05022024Thu
Last updateFri, 26 Apr 2024 12pm

Advertising

rectangle placeholder

Infant bus wreck survivor grew into feisty young girl

Concha Rosales had perhaps sixteen years the day she sent her bay gelding up into the portales of the Rooster’s Soul pulqueria to confront a bocon (loudmouth) who had insulted her. No one could remember any female ever doing something like that. And certainly it was hard to recall seeing such a mature, short-tempered male challenged like that by a sixteen year old. Just about everyone who knew the Rosales family well thought Concha was fiften or sixteen; they didn’t really know for sure.

Because the child who became Concha was the sole survivor when a rattling, hard-used bus that went over the mountain side of a zig-zagging dirt road, no one really knew her age, or her name. Nine days after the accident, Guadalupe (“Lupe”) Rosales had gone to the presidencia municipal (county seat), to see if anyone had claimed the wreaks’ single survivor. An unscathed female infant had been found in the ruins of the naufrago. Because it was the end of the wet season and the driver’s seat, the steering wheel, motor and several passenger seats had landed in a rain-filled arroyo, the Guadalajara journalist who wrote a vivid report of the bus-wreck used a shipwreck noun to give some flavor to the story. He was probably bored by yet another bus wreck. They were very common occurances then, especially during rainy season.

Lupe and her husband, Chema Rosales — then an acquaintances of mine —had a friend working in the presidencia, and they were given the infant. The child had been temporarily placed with a relative of the presidente municipal. But that woman had nine children, including a baby of her own — which was why she could breast feed the bus wreck survivor.  And why she was pleased to pass the infant orphan along to someone else.

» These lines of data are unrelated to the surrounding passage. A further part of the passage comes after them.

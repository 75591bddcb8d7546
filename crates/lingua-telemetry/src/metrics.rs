use std::collections::HashMap;
use std::path::Path;
use std::sync::atomic::{AtomicU64, Ordering};

use chrono::Utc;
use parking_lot::{Mutex, RwLock};
use rusqlite::Connection;
use serde::{Deserialize, Serialize};

/// Type of metric.
#[derive(Clone, Debug, Serialize, Deserialize, PartialEq, Eq)]
#[serde(rename_all = "snake_case")]
pub enum MetricType {
    Counter,
    Histogram,
}

/// A snapshot of a metric value at a point in time.
#[derive(Clone, Debug, Serialize, Deserialize)]
pub struct MetricsSnapshot {
    pub id: i64,
    pub timestamp: String,
    pub name: String,
    pub value: f64,
    pub labels: Option<String>,
    pub metric_type: MetricType,
}

/// Query parameters for searching metric snapshots.
#[derive(Clone, Debug, Default)]
pub struct MetricsQuery {
    pub name: Option<String>,
    pub since: Option<String>,
    pub limit: Option<u32>,
}

/// In-memory counter. Monotonically increasing.
struct Counter {
    value: AtomicU64,
}

impl Counter {
    fn new() -> Self {
        Self {
            value: AtomicU64::new(0),
        }
    }
    fn increment(&self, n: u64) {
        self.value.fetch_add(n, Ordering::Relaxed);
    }
    fn get(&self) -> u64 {
        self.value.load(Ordering::Relaxed)
    }
}

/// In-memory histogram. Stores all observations for percentile computation.
struct Histogram {
    observations: Mutex<Vec<f64>>,
}

impl Histogram {
    fn new() -> Self {
        Self {
            observations: Mutex::new(Vec::new()),
        }
    }
    fn observe(&self, value: f64) {
        self.observations.lock().push(value);
    }
    fn summary(&self) -> HistogramSummary {
        let mut obs = self.observations.lock();
        if obs.is_empty() {
            return HistogramSummary::default();
        }
        obs.sort_by(|a, b| a.partial_cmp(b).unwrap_or(std::cmp::Ordering::Equal));
        let count = obs.len();
        let sum: f64 = obs.iter().sum();
        let p50 = obs[count / 2];
        let p95 = obs[(count as f64 * 0.95) as usize];
        let p99 = obs[((count as f64 * 0.99) as usize).min(count - 1)];
        HistogramSummary {
            count: count as u64,
            sum,
            p50,
            p95,
            p99,
        }
    }
}

/// Summary statistics from a histogram.
#[derive(Clone, Debug, Default, Serialize, Deserialize)]
pub struct HistogramSummary {
    pub count: u64,
    pub sum: f64,
    pub p50: f64,
    pub p95: f64,
    pub p99: f64,
}

/// Metric key: name + labels.
#[derive(Clone, Debug, Hash, PartialEq, Eq)]
struct MetricKey {
    name: String,
    labels: Vec<(String, String)>,
}

impl MetricKey {
    fn new(name: impl Into<String>, labels: &[(&str, &str)]) -> Self {
        let mut sorted: Vec<(String, String)> = labels
            .iter()
            .map(|(k, v)| (k.to_string(), v.to_string()))
            .collect();
        sorted.sort_by(|a, b| a.0.cmp(&b.0));
        Self {
            name: name.into(),
            labels: sorted,
        }
    }

    fn labels_json(&self) -> Option<String> {
        if self.labels.is_empty() {
            return None;
        }
        let map: HashMap<&str, &str> =
            self.labels.iter().map(|(k, v)| (k.as_str(), v.as_str())).collect();
        serde_json::to_string(&map).ok()
    }
}

/// Thread-safe metrics recorder backed by SQLite for historical snapshots.
pub struct MetricsRecorder {
    counters: RwLock<HashMap<MetricKey, Counter>>,
    histograms: RwLock<HashMap<MetricKey, Histogram>>,
    db: Mutex<Connection>,
}

impl MetricsRecorder {
    pub fn new(db_path: &Path) -> Result<Self, rusqlite::Error> {
        if let Some(parent) = db_path.parent() {
            std::fs::create_dir_all(parent).ok();
        }
        let conn = Connection::open(db_path)?;
        conn.execute_batch(
            "PRAGMA journal_mode = WAL;
             PRAGMA synchronous = NORMAL;
             CREATE TABLE IF NOT EXISTS metrics_snapshots (
                 id INTEGER PRIMARY KEY AUTOINCREMENT,
                 timestamp TEXT NOT NULL,
                 name TEXT NOT NULL,
                 value REAL NOT NULL,
                 labels TEXT,
                 metric_type TEXT NOT NULL
             );
             CREATE INDEX IF NOT EXISTS idx_metrics_name ON metrics_snapshots(name, timestamp);",
        )?;
        Ok(Self {
            counters: RwLock::new(HashMap::new()),
            histograms: RwLock::new(HashMap::new()),
            db: Mutex::new(conn),
        })
    }

    /// Increment a counter by n.
    pub fn counter_inc(&self, name: &str, labels: &[(&str, &str)], n: u64) {
        let key = MetricKey::new(name, labels);
        let counters = self.counters.read();
        if let Some(c) = counters.get(&key) {
            c.increment(n);
            return;
        }
        drop(counters);
        let mut counters = self.counters.write();
        let c = counters.entry(key).or_insert_with(Counter::new);
        c.increment(n);
    }

    /// Record a histogram observation.
    pub fn histogram_observe(&self, name: &str, labels: &[(&str, &str)], value: f64) {
        let key = MetricKey::new(name, labels);
        let histograms = self.histograms.read();
        if let Some(h) = histograms.get(&key) {
            h.observe(value);
            return;
        }
        drop(histograms);
        let mut histograms = self.histograms.write();
        let h = histograms.entry(key).or_insert_with(Histogram::new);
        h.observe(value);
    }

    /// Get a histogram summary.
    pub fn histogram_summary(&self, name: &str, labels: &[(&str, &str)]) -> HistogramSummary {
        let key = MetricKey::new(name, labels);
        let histograms = self.histograms.read();
        histograms
            .get(&key)
            .map(|h| h.summary())
            .unwrap_or_default()
    }

    /// Get current value of a counter.
    pub fn counter_get(&self, name: &str, labels: &[(&str, &str)]) -> u64 {
        let key = MetricKey::new(name, labels);
        self.counters.read().get(&key).map_or(0, |c| c.get())
    }

    /// Take a snapshot of all current metric values and persist to SQLite.
    pub fn snapshot(&self) -> Result<usize, rusqlite::Error> {
        let now = Utc::now().to_rfc3339();
        let db = self.db.lock();
        let mut count = 0;

        let counters = self.counters.read();
        for (key, counter) in counters.iter() {
            db.execute(
                "INSERT INTO metrics_snapshots (timestamp, name, value, labels, metric_type)
                 VALUES (?1, ?2, ?3, ?4, ?5)",
                rusqlite::params![now, key.name, counter.get() as f64, key.labels_json(), "counter"],
            )?;
            count += 1;
        }
        drop(counters);

        // Histogram snapshots persist p50 as the value
        let histograms = self.histograms.read();
        for (key, histogram) in histograms.iter() {
            let summary = histogram.summary();
            db.execute(
                "INSERT INTO metrics_snapshots (timestamp, name, value, labels, metric_type)
                 VALUES (?1, ?2, ?3, ?4, ?5)",
                rusqlite::params![now, key.name, summary.p50, key.labels_json(), "histogram"],
            )?;
            count += 1;
        }

        Ok(count)
    }

    /// Query historical metric snapshots.
    pub fn query(&self, q: &MetricsQuery) -> Result<Vec<MetricsSnapshot>, rusqlite::Error> {
        let db = self.db.lock();
        let mut sql = String::from(
            "SELECT id, timestamp, name, value, labels, metric_type FROM metrics_snapshots WHERE 1=1",
        );
        let mut params: Vec<Box<dyn rusqlite::types::ToSql>> = Vec::new();

        if let Some(name) = &q.name {
            sql.push_str(&format!(" AND name = ?{}", params.len() + 1));
            params.push(Box::new(name.clone()));
        }
        if let Some(since) = &q.since {
            sql.push_str(&format!(" AND timestamp >= ?{}", params.len() + 1));
            params.push(Box::new(since.clone()));
        }

        sql.push_str(" ORDER BY id DESC");
        let limit = q.limit.unwrap_or(100);
        sql.push_str(&format!(" LIMIT {limit}"));

        let param_refs: Vec<&dyn rusqlite::types::ToSql> =
            params.iter().map(|p| p.as_ref()).collect();
        let mut stmt = db.prepare(&sql)?;
        let rows = stmt.query_map(param_refs.as_slice(), |row| {
            let mt_str: String = row.get(5)?;
            let metric_type = match mt_str.as_str() {
                "histogram" => MetricType::Histogram,
                _ => MetricType::Counter,
            };
            Ok(MetricsSnapshot {
                id: row.get(0)?,
                timestamp: row.get(1)?,
                name: row.get(2)?,
                value: row.get(3)?,
                labels: row.get(4)?,
                metric_type,
            })
        })?;

        rows.collect()
    }

    /// Prune snapshots older than retention_days.
    pub fn prune(&self, retention_days: u32) -> Result<usize, rusqlite::Error> {
        let db = self.db.lock();
        let cutoff = Utc::now()
            .checked_sub_signed(chrono::Duration::days(retention_days as i64))
            .unwrap_or_else(Utc::now)
            .to_rfc3339();
        db.execute(
            "DELETE FROM metrics_snapshots WHERE timestamp < ?1",
            rusqlite::params![cutoff],
        )
    }
}

#[cfg(test)]
mod tests {
    use super::*;
    use std::path::PathBuf;

    fn temp_db() -> PathBuf {
        let dir = std::env::temp_dir().join(format!("lingua-test-metrics-{}", uuid::Uuid::now_v7()));
        std::fs::create_dir_all(&dir).unwrap();
        dir.join("test-metrics.db")
    }

    #[test]
    fn counter_basic() {
        let recorder = MetricsRecorder::new(&temp_db()).unwrap();
        recorder.counter_inc("translate.requests.total", &[("outcome", "ok")], 1);
        recorder.counter_inc("translate.requests.total", &[("outcome", "ok")], 1);
        recorder.counter_inc("translate.requests.total", &[("outcome", "error")], 1);

        assert_eq!(
            recorder.counter_get("translate.requests.total", &[("outcome", "ok")]),
            2
        );
        assert_eq!(
            recorder.counter_get("translate.requests.total", &[("outcome", "error")]),
            1
        );
        assert_eq!(
            recorder.counter_get("translate.requests.total", &[("outcome", "timeout")]),
            0
        );
    }

    #[test]
    fn histogram_observations() {
        let recorder = MetricsRecorder::new(&temp_db()).unwrap();
        let labels = &[("endpoint", "translate")];

        for v in [10.0, 20.0, 30.0, 40.0, 50.0, 60.0, 70.0, 80.0, 90.0, 100.0] {
            recorder.histogram_observe("request.duration_ms", labels, v);
        }

        let summary = recorder.histogram_summary("request.duration_ms", labels);
        assert_eq!(summary.count, 10);
        assert_eq!(summary.sum, 550.0);
        assert!(summary.p50 >= 50.0 && summary.p50 <= 60.0);
        assert!(summary.p95 >= 90.0);
    }

    #[test]
    fn histogram_empty() {
        let recorder = MetricsRecorder::new(&temp_db()).unwrap();
        let summary = recorder.histogram_summary("nonexistent", &[]);
        assert_eq!(summary.count, 0);
        assert_eq!(summary.sum, 0.0);
    }

    #[test]
    fn snapshot_persists_to_sqlite() {
        let recorder = MetricsRecorder::new(&temp_db()).unwrap();
        recorder.counter_inc("summary.requests.total", &[("outcome", "ok")], 42);
        recorder.histogram_observe("request.duration_ms", &[], 123.0);

        let count = recorder.snapshot().unwrap();
        assert_eq!(count, 2);

        let results = recorder
            .query(&MetricsQuery {
                name: Some("summary.requests.total".into()),
                ..Default::default()
            })
            .unwrap();
        assert_eq!(results.len(), 1);
        assert_eq!(results[0].value, 42.0);
        assert_eq!(results[0].metric_type, MetricType::Counter);
        assert!(results[0].labels.is_some());
    }

    #[test]
    fn query_with_since_filter() {
        let recorder = MetricsRecorder::new(&temp_db()).unwrap();
        recorder.counter_inc("test.counter", &[], 1);
        recorder.snapshot().unwrap();

        // Future timestamp matches nothing
        let results = recorder
            .query(&MetricsQuery {
                since: Some("2099-01-01T00:00:00Z".into()),
                ..Default::default()
            })
            .unwrap();
        assert!(results.is_empty());
    }

    #[test]
    fn prune_old_snapshots() {
        let recorder = MetricsRecorder::new(&temp_db()).unwrap();
        recorder.counter_inc("test.counter", &[], 1);
        recorder.snapshot().unwrap();

        let removed = recorder.prune(0).unwrap();
        assert_eq!(removed, 1);

        let results = recorder.query(&MetricsQuery::default()).unwrap();
        assert!(results.is_empty());
    }

    #[test]
    fn label_ordering_independent() {
        let recorder = MetricsRecorder::new(&temp_db()).unwrap();
        recorder.counter_inc("test", &[("source", "es"), ("target", "en")], 1);
        recorder.counter_inc("test", &[("target", "en"), ("source", "es")], 1);

        assert_eq!(
            recorder.counter_get("test", &[("source", "es"), ("target", "en")]),
            2
        );
    }

    #[test]
    fn metric_key_labels_json() {
        let key = MetricKey::new("test", &[("source", "es"), ("target", "en")]);
        let json = key.labels_json().unwrap();
        let parsed: HashMap<String, String> = serde_json::from_str(&json).unwrap();
        assert_eq!(parsed["source"], "es");
        assert_eq!(parsed["target"], "en");

        let empty = MetricKey::new("test", &[]);
        assert!(empty.labels_json().is_none());
    }

    #[test]
    fn concurrent_counter_increments() {
        use std::sync::Arc;
        use std::thread;

        let recorder = Arc::new(MetricsRecorder::new(&temp_db()).unwrap());
        let mut handles = vec![];

        for _ in 0..10 {
            let r = recorder.clone();
            handles.push(thread::spawn(move || {
                for _ in 0..1000 {
                    r.counter_inc("concurrent.test", &[], 1);
                }
            }));
        }

        for h in handles {
            h.join().unwrap();
        }

        assert_eq!(recorder.counter_get("concurrent.test", &[]), 10_000);
    }
}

Those circumstances became the veiled, and odd, “birth story“ of Concha in the Chema Rosales family. An exceptional beginning.

I didn’t know any of this until later, when I was working with Chema. Concha, early on as small girl, was said to have a suspicious relationship with “duendes.” Duendes are elf-like beings that hung out in thickets of brush. Legend said that they were most active, and often dangerous, in the rainy season. They could cast spells, sometimed good, sometimes evil, on those that attracted their attention, or aggravated them somehow. But when Concha was thee or four she played in the portil (colt pasture) near the barn. It was a field that had thickets of brush lined with long-spined huisache bushes growing along the fencing.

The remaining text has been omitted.